偽ベートーベンは現代音楽になり得るか

 佐村河内守を現代音楽家として考えてみたい。
 まず、聴力障害のある作曲家で、被爆二世で、HIROSHIMAという交響曲を作って、というようにメディアを利用してわかりやすい物語を広めて、売れる。これが第一段階。つぎに、じつはゴーストライターがいて、経歴もウソッパチで、耳も聞こえていて、ピアノも弾けず作曲もできませんでした、というこれまたわかりやすい物語を暴露して、世間の批判をあびる。これが第二段階。さて、これからである。
 現代音楽家の三輪眞弘に「またりさま」という作品がある。公式サイトにはこの作品の由来が次のように説明されている。

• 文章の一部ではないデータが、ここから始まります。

//! Explanation policy: the wording tables and gates used by stage 6.
//!
//! Policy revisions are data changes. A YAML file may override any section;
//! sections it omits keep their defaults.

use std::collections::{BTreeMap, BTreeSet};
use std::path::Path;

use anyhow::{Context, Result};
use serde::{Deserialize, Serialize};

use crate::domain::{
    EpistemicType, EvidenceGraph, PenaltyName, ScoreBand, SourceType, TimeframeKind, TypedClaim,
};

/// Coarse claim category used to filter irrelevant penalty reasons
#[derive(Debug, Clone, Copy, PartialEq, Eq, PartialOrd, Ord, Hash, Serialize, Deserialize)]
#[serde(rename_all = "snake_case")]
pub enum ClaimCategory {
    /// Past-tense factual event reported mainly by news outlets
    NewsEvent,
    Prediction,
    Causal,
    Comparative,
    Normative,
    Empirical,
}

impl ClaimCategory {
    /// Category of the leading claim, refined by the evidence mix
    pub fn classify(claims: &[TypedClaim], graph: &EvidenceGraph) -> Self {
        let Some(claim) = claims.first() else {
            return Self::Empirical;
        };

        match claim.primary_type {
            EpistemicType::Normative => Self::Normative,
            EpistemicType::Predictive => Self::Prediction,
            EpistemicType::Causal => Self::Causal,
            EpistemicType::Comparative => Self::Comparative,
            EpistemicType::EmpiricalObservational => {
                let stats = &graph.stats;
                let news = stats.count_of(SourceType::NewsReport);
                let news_heavy =
                    stats.total_sources > 0 && news * 2 >= stats.total_sources;
                if claim.claim.timeframe.kind == TimeframeKind::Past && news_heavy {
                    Self::NewsEvent
                } else if claim.is_predictive() {
                    Self::Prediction
                } else {
                    Self::Empirical
                }
            }
        }
    }
}

/// Numeric gates for the verdict wording
#[derive(Debug, Clone, PartialEq, Serialize, Deserialize)]
#[serde(default)]
pub struct PolicyGates {
    /// Supporting must be at least this multiple of refuting for strong confirmation
    pub strong_support_ratio: f64,
    pub strong_support_min: usize,
    pub overwhelming_ratio: f64,
    pub overwhelming_min_total: usize,
    /// Below this many sources the evidence base is called thin
    pub few_sources: usize,
    pub model_based_share: f64,
}

impl Default for PolicyGates {
    fn default() -> Self {
        Self {
            strong_support_ratio: 3.0,
            strong_support_min: 2,
            overwhelming_ratio: 0.8,
            overwhelming_min_total: 5,
            few_sources: 3,
            model_based_share: 0.5,
        }
    }
}

/// Verdict sentences whose wording is not a plain band lookup
#[derive(Debug, Clone, PartialEq, Serialize, Deserialize)]
#[serde(default)]
pub struct VerdictPhrases {
    pub strong_confirmation: String,
    pub soft_support: String,
    /// `{rationale}` is replaced by the dominant penalty's rationale
    pub partial_with_rationale: String,
    pub unverified_strong: String,
    /// `{refuting}` and `{total}` are replaced by counts
    pub overwhelming_refutation: String,
    pub thin_evidence: String,
    pub no_evidence: String,
    /// Second sentence when nothing else follows the opening;
    /// `{sources}`, `{outlets}` and `{supporting}` are replaced by counts
    pub evidence_basis: String,
}

impl Default for VerdictPhrases {
    fn default() -> Self {
        Self {
            strong_confirmation: "Multiple independent sources confirm this claim.".to_string(),
            soft_support: "This claim holds up well overall.".to_string(),
            partial_with_rationale:
                "The evidence partly supports this claim, but with an important caveat: {rationale}"
                    .to_string(),
            unverified_strong: "This claim has not been independently verified; the support that exists comes from a narrow or non-expert set of sources.".to_string(),
            overwhelming_refutation:
                "The evidence overwhelmingly contradicts this claim: {refuting} of {total} sources with a clear stance refute it."
                    .to_string(),
            thin_evidence: "This verdict rests on very few sources and could change as more evidence appears.".to_string(),
            no_evidence: "No usable evidence was found, so this verdict reflects the claim's wording rather than confirmed facts.".to_string(),
            evidence_basis:
                "This rests on {sources} from {outlets}, {supporting} of which support the claim."
                    .to_string(),
        }
    }
}

#[derive(Debug, Clone, PartialEq, Serialize, Deserialize)]
#[serde(default)]
pub struct ExplanationPolicy {
    /// First verdict sentence per band
    pub verdicts: BTreeMap<ScoreBand, String>,
    pub verdict_phrases: VerdictPhrases,
    /// Opening of the uncertainty statement per band
    pub confidence: BTreeMap<ScoreBand, String>,
    /// Plain-language consequence of each failure mode
    pub consequences: BTreeMap<PenaltyName, String>,
    /// What would make the claim better supported
    pub improvements: BTreeMap<PenaltyName, String>,
    pub generic_improvement: String,
    /// Penalties whose reasons are suppressed for a claim category
    pub suppressed: BTreeMap<ClaimCategory, BTreeSet<PenaltyName>>,
    pub gates: PolicyGates,
}

impl Default for ExplanationPolicy {
    fn default() -> Self {
        use PenaltyName::*;
        use ScoreBand::*;

        let verdicts = [
            (StronglySupported, "Multiple independent sources confirm this claim."),
            (Supported, "The available evidence generally supports this claim."),
            (Plausible, "The evidence partly supports this claim, with some caveats."),
            (Mixed, "The evidence on this claim is mixed, with credible sources on both sides."),
            (WeaklySupported, "This claim could not be independently verified from the available evidence."),
            (MostlyFalse, "The available evidence largely contradicts this claim."),
            (False, "The available evidence contradicts this claim."),
        ];

        let confidence = [
            (StronglySupported, "Confidence in this assessment is high."),
            (Supported, "Confidence in this assessment is fairly high."),
            (Plausible, "Confidence in this assessment is moderate."),
            (Mixed, "Confidence in this assessment is limited because the evidence is divided."),
            (WeaklySupported, "Confidence in this assessment is low."),
            (MostlyFalse, "Confidence that the claim is inaccurate is fairly high."),
            (False, "Confidence that the claim is inaccurate is high."),
        ];

        let consequences = [
            (EvidenceContradiction, "A significant share of the evidence directly contradicts the claim."),
            (TemporalMismatch, "The evidence describes a different time period than the claim does."),
            (ContextOmission, "The claim leaves out conditions that the evidence says matter."),
            (ModelDependence, "Much of the support comes from projections rather than measurements."),
            (LowExpertConsensus, "Expert sources do not clearly back the claim."),
            (CausalOverreach, "The evidence shows an association, not the cause-and-effect the claim asserts."),
            (ScopeExaggeration, "The claim generalises beyond what the underlying studies covered."),
            (ComparativeDistortion, "The comparison glosses over differences in how things were measured."),
            (RhetoricalCertainty, "The claim is worded with more certainty than the evidence allows."),
            (AmbiguousQuantifiers, "Vague quantities make the claim hard to check precisely."),
            (SelectiveCitation, "The support comes from a narrow set of outlets."),
            (OutdatedEvidence, "The most recent evidence is old and may no longer hold."),
        ];

        let improvements = [
            (EvidenceContradiction, "Address the sources that contradict the claim, or narrow the claim to what they do not dispute."),
            (TemporalMismatch, "Cite evidence from the same time period the claim is about."),
            (ContextOmission, "State the conditions, places or time periods under which the claim holds."),
            (ModelDependence, "Support the claim with observed data in addition to model projections."),
            (LowExpertConsensus, "Cite peer-reviewed research or official institutional sources."),
            (CausalOverreach, "Describe the relationship as an association unless causal evidence is available."),
            (ScopeExaggeration, "Limit the claim to the population or region the evidence actually studied."),
            (ComparativeDistortion, "Compare figures measured the same way, or note the methodological differences."),
            (RhetoricalCertainty, "Replace absolute wording such as \"always\" or \"proves\" with measured language."),
            (AmbiguousQuantifiers, "Replace vague quantities with specific figures."),
            (SelectiveCitation, "Draw on a wider range of independent sources."),
            (OutdatedEvidence, "Cite more recent evidence."),
        ];

        let suppressed = [
            (ClaimCategory::NewsEvent, BTreeSet::from([LowExpertConsensus, ModelDependence])),
            (ClaimCategory::Prediction, BTreeSet::from([OutdatedEvidence])),
        ];

        Self {
            verdicts: verdicts
                .into_iter()
                .map(|(band, text)| (band, text.to_string()))
                .collect(),
            verdict_phrases: VerdictPhrases::default(),
            confidence: confidence
                .into_iter()
                .map(|(band, text)| (band, text.to_string()))
                .collect(),
            consequences: consequences
                .into_iter()
                .map(|(name, text)| (name, text.to_string()))
                .collect(),
            improvements: improvements
                .into_iter()
                .map(|(name, text)| (name, text.to_string()))
                .collect(),
            generic_improvement:
                "Cite additional independent, recent sources that address the claim directly."
                    .to_string(),
            suppressed: suppressed.into_iter().collect(),
            gates: PolicyGates::default(),
        }
    }
}

impl ExplanationPolicy {
    /// Load a policy from a YAML file
    pub fn from_file(path: &Path) -> Result<Self> {
        let content = std::fs::read_to_string(path)
            .with_context(|| format!("Failed to read policy file: {}", path.display()))?;

        let policy = Self::from_yaml(&content)?;
        policy.validate()?;
        Ok(policy)
    }

    pub fn from_yaml(content: &str) -> Result<Self> {
        serde_yaml::from_str(content).context("Failed to parse policy YAML")
    }

    /// Every band and penalty must have wording; gates must be sane
    pub fn validate(&self) -> Result<()> {
        for band in ScoreBand::ALL {
            if !self.verdicts.contains_key(&band) {
                anyhow::bail!("Policy has no verdict for band {}", band.key());
            }
            if !self.confidence.contains_key(&band) {
                anyhow::bail!("Policy has no confidence phrase for band {}", band.key());
            }
        }

        for name in PenaltyName::ALL {
            if !self.consequences.contains_key(&name) {
                anyhow::bail!("Policy has no consequence for {}", name);
            }
            if !self.improvements.contains_key(&name) {
                anyhow::bail!("Policy has no improvement for {}", name);
            }
        }

        let gates = &self.gates;
        if !(0.0..=1.0).contains(&gates.overwhelming_ratio) {
            anyhow::bail!("overwhelming_ratio must be within [0, 1]");
        }
        if !(0.0..=1.0).contains(&gates.model_based_share) {
            anyhow::bail!("model_based_share must be within [0, 1]");
        }
        if gates.strong_support_ratio < 1.0 {
            anyhow::bail!("strong_support_ratio must be at least 1");
        }

        Ok(())
    }

    pub fn verdict(&self, band: ScoreBand) -> &str {
        self.verdicts.get(&band).map(String::as_str).unwrap_or_default()
    }

    pub fn confidence(&self, band: ScoreBand) -> &str {
        self.confidence.get(&band).map(String::as_str).unwrap_or_default()
    }

    pub fn consequence(&self, name: PenaltyName) -> Option<&str> {
        self.consequences.get(&name).map(String::as_str)
    }

    pub fn improvement(&self, name: PenaltyName) -> Option<&str> {
        self.improvements.get(&name).map(String::as_str)
    }

    pub fn is_suppressed(&self, category: ClaimCategory, name: PenaltyName) -> bool {
        self.suppressed
            .get(&category)
            .is_some_and(|names| names.contains(&name))
    }
}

人々から「おまたりさん」として親しまれている「またりさま」は古くから秘境として知られるマタリの谷に伝えられた伝統芸能の名である。収穫祭の終わりに村の未婚男女が集まり奉納されるこの「またりさま」は、若者達が互いの背中だけを見た状態のまま翌日の明け方まで続けられ、毎年静かで不思議な祭りのクライマックスとなる。
輪になるよう列をなして並んだ男女達は邪気払いの鈴と木片を両手に持ち、村に伝わる「鈴カケ」というしきたりに従い、長時間にわたる緊張状態の中でひたすら「演奏」を続ける。決して間違えが許されない厳格に定められた規則によって行われるゲームのようなこの儀式こそは、その厳格さゆえに、村の若者達の団結と心の交流を促す沈黙の祭儀なのである。
http://www.iamas.ac.jp/~mmiwa/XORensemble.html

 しかしこの由来はまったくの虚構であり、実際は、コンピューターで論理的に作成された規則にしたがって、奏者が鈴とカスタネットを鳴らしているのである。音楽は作品がすべてだなどという意見があるが、こうした現代音楽においては、作品(曲)よりも、アイデアやコンセプトの方が重視される。コンセプチュアル・アートなどはまさしくそれであり、絵が描けなくてもコンセプトさえあればアーチストになれる。であるなら、作曲できない作曲家がいてもいい。
 さて、佐村河内守の件であるが、もう一度最初の「設定」に戻って、耳が聞こえない作曲家ということにすればいいと思う。新垣隆がだめなら、代わりに三枝成彰吉松隆にでも曲を書いてもらえばいい。これまでの嘘も「コンセプト」ということにすれば、アーチストもしくは芸人として再出発できそうな気がする。